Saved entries
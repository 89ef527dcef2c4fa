use caseflow::matching::{
    AssignmentNotifier, Case, ClaimType, CourtSystem, CoverageEntry, Lawyer, LawyerId,
    NotificationError, PerformanceRecord,
};
use chrono::{DateTime, Utc};
use metrics_exporter_prometheus::PrometheusHandle;
use std::collections::BTreeSet;
use std::sync::atomic::AtomicBool;
use std::sync::Arc;
use tracing::info;

#[derive(Clone)]
pub(crate) struct AppState {
    pub(crate) readiness: Arc<AtomicBool>,
    pub(crate) metrics: Arc<PrometheusHandle>,
}

/// Stands in for the e-mail/chat adapters until one is wired up.
#[derive(Debug, Default, Clone, Copy)]
pub(crate) struct LoggingNotifier;

impl AssignmentNotifier for LoggingNotifier {
    fn notify_assigned(&self, case: &Case, lawyer: &Lawyer) -> Result<(), NotificationError> {
        info!(
            case_id = %case.id,
            lawyer_id = %lawyer.id,
            lawyer = %lawyer.name,
            claim_type = case.claim_type.label(),
            "assignment notification queued"
        );
        Ok(())
    }
}

struct Seed<'a> {
    id: &'a str,
    name: &'a str,
    province: &'a str,
    cities: &'a [&'a str],
    court_system: Option<CourtSystem>,
    specializations: &'a [ClaimType],
    certifications: &'a [&'a str],
    load: (u32, u32),
    history: (u32, u32, u32),
    success_rate: f64,
    avg_response_hours: f64,
    years: u32,
    available: bool,
}

impl Seed<'_> {
    fn into_lawyer(self) -> Lawyer {
        Lawyer {
            id: LawyerId(self.id.to_string()),
            name: self.name.to_string(),
            coverage: vec![CoverageEntry {
                province: self.province.to_string(),
                cities: self.cities.iter().map(|city| city.to_string()).collect(),
                court_system: self.court_system,
            }],
            specializations: self.specializations.iter().copied().collect(),
            certifications: self
                .certifications
                .iter()
                .map(|cert| cert.to_string())
                .collect::<BTreeSet<_>>(),
            active_cases: self.load.0,
            max_capacity: self.load.1,
            performance: PerformanceRecord {
                assigned: self.history.0,
                accepted: self.history.1,
                rejected: self.history.2,
                success_rate: self.success_rate,
                avg_response_hours: self.avg_response_hours,
                last_rejection_at: None,
            },
            available: self.available,
            leave: None,
            office_hours: None,
            years_of_experience: self.years,
        }
    }
}

/// Directory loaded into the in-memory store at startup.
pub(crate) fn seed_directory() -> Vec<Lawyer> {
    [
        Seed {
            id: "lw-ana",
            name: "Ana Pereyra",
            province: "Buenos Aires",
            cities: &["La Plata", "CABA", "Quilmes"],
            court_system: Some(CourtSystem::National),
            specializations: &[ClaimType::WrongfulDismissal, ClaimType::UnpaidWages],
            certifications: &["mediacion"],
            load: (3, 12),
            history: (40, 36, 4),
            success_rate: 82.0,
            avg_response_hours: 5.0,
            years: 11,
            available: true,
        },
        Seed {
            id: "lw-bruno",
            name: "Bruno Sosa",
            province: "Buenos Aires",
            cities: &["Mar del Plata", "Bahía Blanca"],
            court_system: None,
            specializations: &[ClaimType::UnpaidWages, ClaimType::UnregisteredEmployment],
            certifications: &[],
            load: (5, 10),
            history: (25, 20, 3),
            success_rate: 70.0,
            avg_response_hours: 10.0,
            years: 6,
            available: true,
        },
        Seed {
            id: "lw-carla",
            name: "Carla Méndez",
            province: "Córdoba",
            cities: &["Córdoba", "Río Cuarto"],
            court_system: Some(CourtSystem::Provincial),
            specializations: &[ClaimType::WorkplaceAccident, ClaimType::Harassment],
            certifications: &["art"],
            load: (2, 8),
            history: (30, 27, 2),
            success_rate: 88.0,
            avg_response_hours: 4.0,
            years: 9,
            available: true,
        },
        Seed {
            id: "lw-diego",
            name: "Diego Ibarra",
            province: "Santa Fe",
            cities: &["Rosario"],
            court_system: None,
            specializations: &[ClaimType::Discrimination, ClaimType::Harassment],
            certifications: &[],
            load: (7, 8),
            history: (15, 9, 4),
            success_rate: 55.0,
            avg_response_hours: 20.0,
            years: 3,
            available: true,
        },
        Seed {
            id: "lw-elena",
            name: "Elena Ruiz",
            province: "Buenos Aires",
            cities: &["La Plata"],
            court_system: None,
            specializations: &[ClaimType::WrongfulDismissal],
            certifications: &[],
            load: (1, 10),
            history: (18, 17, 1),
            success_rate: 90.0,
            avg_response_hours: 2.0,
            years: 10,
            available: false,
        },
    ]
    .into_iter()
    .map(Seed::into_lawyer)
    .collect()
}

pub(crate) fn parse_claim_type(raw: &str) -> Result<ClaimType, String> {
    let normalized = raw.trim().to_ascii_lowercase().replace(['-', ' '], "_");
    serde_json::from_value(serde_json::Value::String(normalized))
        .map_err(|_| format!("unknown claim type '{raw}'"))
}

pub(crate) fn parse_timestamp(raw: &str) -> Result<DateTime<Utc>, String> {
    DateTime::parse_from_rfc3339(raw.trim())
        .map(|parsed| parsed.with_timezone(&Utc))
        .map_err(|err| format!("failed to parse '{raw}' as RFC 3339 ({err})"))
}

▸ Exercise description
Scan the entries above and show each line that contains the word "NotificationError".

▸ Expected answer
    NotificationError, PerformanceRecord,
    fn notify_assigned(&self, case: &Case, lawyer: &Lawyer) -> Result<(), NotificationError> {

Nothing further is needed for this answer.